L’Ac investe da sempre in una formazione integrale. Chi svolge un servizio alla formazione dei giovani è chiamato ad investire sulla crescita integrale delle persone che gli sono affidate. Un educatore dovrebbe evitare la tentazione di guardare ai giovani del gruppo solo come ai prossimi responsabili associativi, ma anche come i cittadini, i padri e le madri, gli studenti e i lavoratori di oggi e di domani. Inoltre, crediamo nel valore della scelta del gruppo, perché nessuno si salva da solo, ma sempre all’interno della comunità.
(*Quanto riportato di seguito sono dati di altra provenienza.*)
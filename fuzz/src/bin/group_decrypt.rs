#[macro_use]
extern crate afl;
use huddle::{
    DEFAULT_DEVICE_INDEX, GroupCipher, GroupSessionBuilder, MemoryKeyStore, SenderKeyName,
};

fn get_receiver() -> (MemoryKeyStore, SenderKeyName) {
    let name = SenderKeyName::new("fuzz-group", "sender", DEFAULT_DEVICE_INDEX);

    // The sender whose messages the attacker tries to forge
    let mut sender = MemoryKeyStore::new();
    let distribution = GroupSessionBuilder::new(&mut sender)
        .create(&name)
        .expect("Setup failed");

    let mut receiver = MemoryKeyStore::new();
    GroupSessionBuilder::new(&mut receiver)
        .process(&name, &distribution)
        .expect("Setup failed");

    (receiver, name)
}

fn main() {
    let (mut receiver, name) = get_receiver();

    fuzz!(|data: &[u8]| {
        let _ = GroupCipher::new(&mut receiver, name.clone()).decrypt(data);
    });
}
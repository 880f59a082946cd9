use super::KeyStore;
use crate::{Error, IdentityKey, OneTimePreKey, SenderKeyName, SenderKeyRecord, SignedPreKey};
use std::collections::HashMap;

const IDENTITY_KEY: &str = "identity_key";
const REGISTRATION_ID: &str = "registration_id";

fn pre_key_key(id: u32) -> String {
    format!("pre_key::{id}")
}

fn signed_pre_key_key(id: u32) -> String {
    format!("signed_pre_key::{id}")
}

fn session_key(identity: &str) -> String {
    format!("session::{identity}")
}

// Length prefixes keep ids containing the separator from colliding
fn sender_key_key(name: &SenderKeyName) -> String {
    let group_id = name.group_id();
    let sender = name.sender();
    format!(
        "sender_key::{}:{group_id}::{}:{sender}::{}",
        group_id.len(),
        sender.len(),
        name.device_index()
    )
}

fn fixed<const N: usize>(bytes: &[u8], what: &str) -> Result<[u8; N], Error> {
    bytes.try_into().map_err(|_| {
        Error::Serde(format!(
            "Stored {what} has {} bytes, expected {N}",
            bytes.len()
        ))
    })
}

/// In-process [`KeyStore`] keeping every value in its encoded form.
///
/// Values go through the same byte encodings a durable backend would use, so
/// loads always hand out fresh copies.
#[derive(Clone, Default)]
pub struct MemoryKeyStore {
    entries: HashMap<String, Vec<u8>>,
}

impl MemoryKeyStore {
    /// Creates an empty store.
    pub fn new() -> Self {
        Self::default()
    }

    /// Number of stored entries.
    pub fn len(&self) -> usize {
        self.entries.len()
    }

    /// Whether nothing was stored yet.
    pub fn is_empty(&self) -> bool {
        self.entries.is_empty()
    }

    fn get(&self, key: &str) -> Option<&[u8]> {
        self.entries.get(key).map(Vec::as_slice)
    }

    fn put(&mut self, key: String, value: Vec<u8>) {
        self.entries.insert(key, value);
    }
}

impl KeyStore for MemoryKeyStore {
    fn load_identity_key(&self) -> Result<Option<IdentityKey>, Error> {
        self.get(IDENTITY_KEY)
            .map(|bytes| fixed::<64>(bytes, "identity key").map(IdentityKey::from))
            .transpose()
    }

    fn store_identity_key(&mut self, identity_key: &IdentityKey) -> Result<(), Error> {
        self.put(IDENTITY_KEY.to_string(), identity_key.to_bytes().to_vec());
        Ok(())
    }

    fn load_registration_id(&self) -> Result<Option<u32>, Error> {
        self.get(REGISTRATION_ID)
            .map(|bytes| fixed::<4>(bytes, "registration id").map(u32::from_be_bytes))
            .transpose()
    }

    fn store_registration_id(&mut self, registration_id: u32) -> Result<(), Error> {
        self.put(
            REGISTRATION_ID.to_string(),
            registration_id.to_be_bytes().to_vec(),
        );
        Ok(())
    }

    fn load_pre_key(&self, id: u32) -> Result<Option<OneTimePreKey>, Error> {
        self.get(&pre_key_key(id))
            .map(|bytes| fixed::<36>(bytes, "pre-key").map(OneTimePreKey::from))
            .transpose()
    }

    fn store_pre_key(&mut self, pre_key: &OneTimePreKey) -> Result<(), Error> {
        self.put(pre_key_key(pre_key.id()), pre_key.to_bytes().to_vec());
        Ok(())
    }

    fn remove_pre_key(&mut self, id: u32) -> Result<(), Error> {
        self.entries.remove(&pre_key_key(id));
        Ok(())
    }

    fn load_signed_pre_key(&self, id: u32) -> Result<Option<SignedPreKey>, Error> {
        self.get(&signed_pre_key_key(id))
            .map(|bytes| fixed::<36>(bytes, "signed pre-key").map(SignedPreKey::from))
            .transpose()
    }

    fn store_signed_pre_key(&mut self, signed_pre_key: &SignedPreKey) -> Result<(), Error> {
        self.put(
            signed_pre_key_key(signed_pre_key.id()),
            signed_pre_key.to_bytes().to_vec(),
        );
        Ok(())
    }

    fn load_session(&self, identity: &str) -> Result<Option<Vec<u8>>, Error> {
        Ok(self.get(&session_key(identity)).map(<[u8]>::to_vec))
    }

    fn store_session(&mut self, identity: &str, session: &[u8]) -> Result<(), Error> {
        self.put(session_key(identity), session.to_vec());
        Ok(())
    }

    fn load_sender_key(&self, name: &SenderKeyName) -> Result<SenderKeyRecord, Error> {
        match self.get(&sender_key_key(name)) {
            Some(bytes) => SenderKeyRecord::deserialize(bytes),
            None => Ok(SenderKeyRecord::new()),
        }
    }

    fn store_sender_key(
        &mut self,
        name: &SenderKeyName,
        record: &SenderKeyRecord,
    ) -> Result<(), Error> {
        self.put(sender_key_key(name), record.serialize());
        Ok(())
    }
}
La stessa scelta associativa non fa solo riferimento a un metodo o a un contesto organizzativo, quanto piuttosto all’alveo vitale all’interno del quale prende corpo e respiro l’intera proposta, luogo di dialogo e condivisione. Infine, siamo convinti che la qualità della proposta dell’Azione Cattolica si valuti a partire dalla sua capacità di essere popolare, cioè un percorso a misura di tutti. È necessario rifuggire il rischio di creare delle “dogane” che limitano l’accesso, crescendo nella consapevolezza, come afferma Francesco, che “tutti possono partecipare a partire da ciò che hanno e con quel che possono”.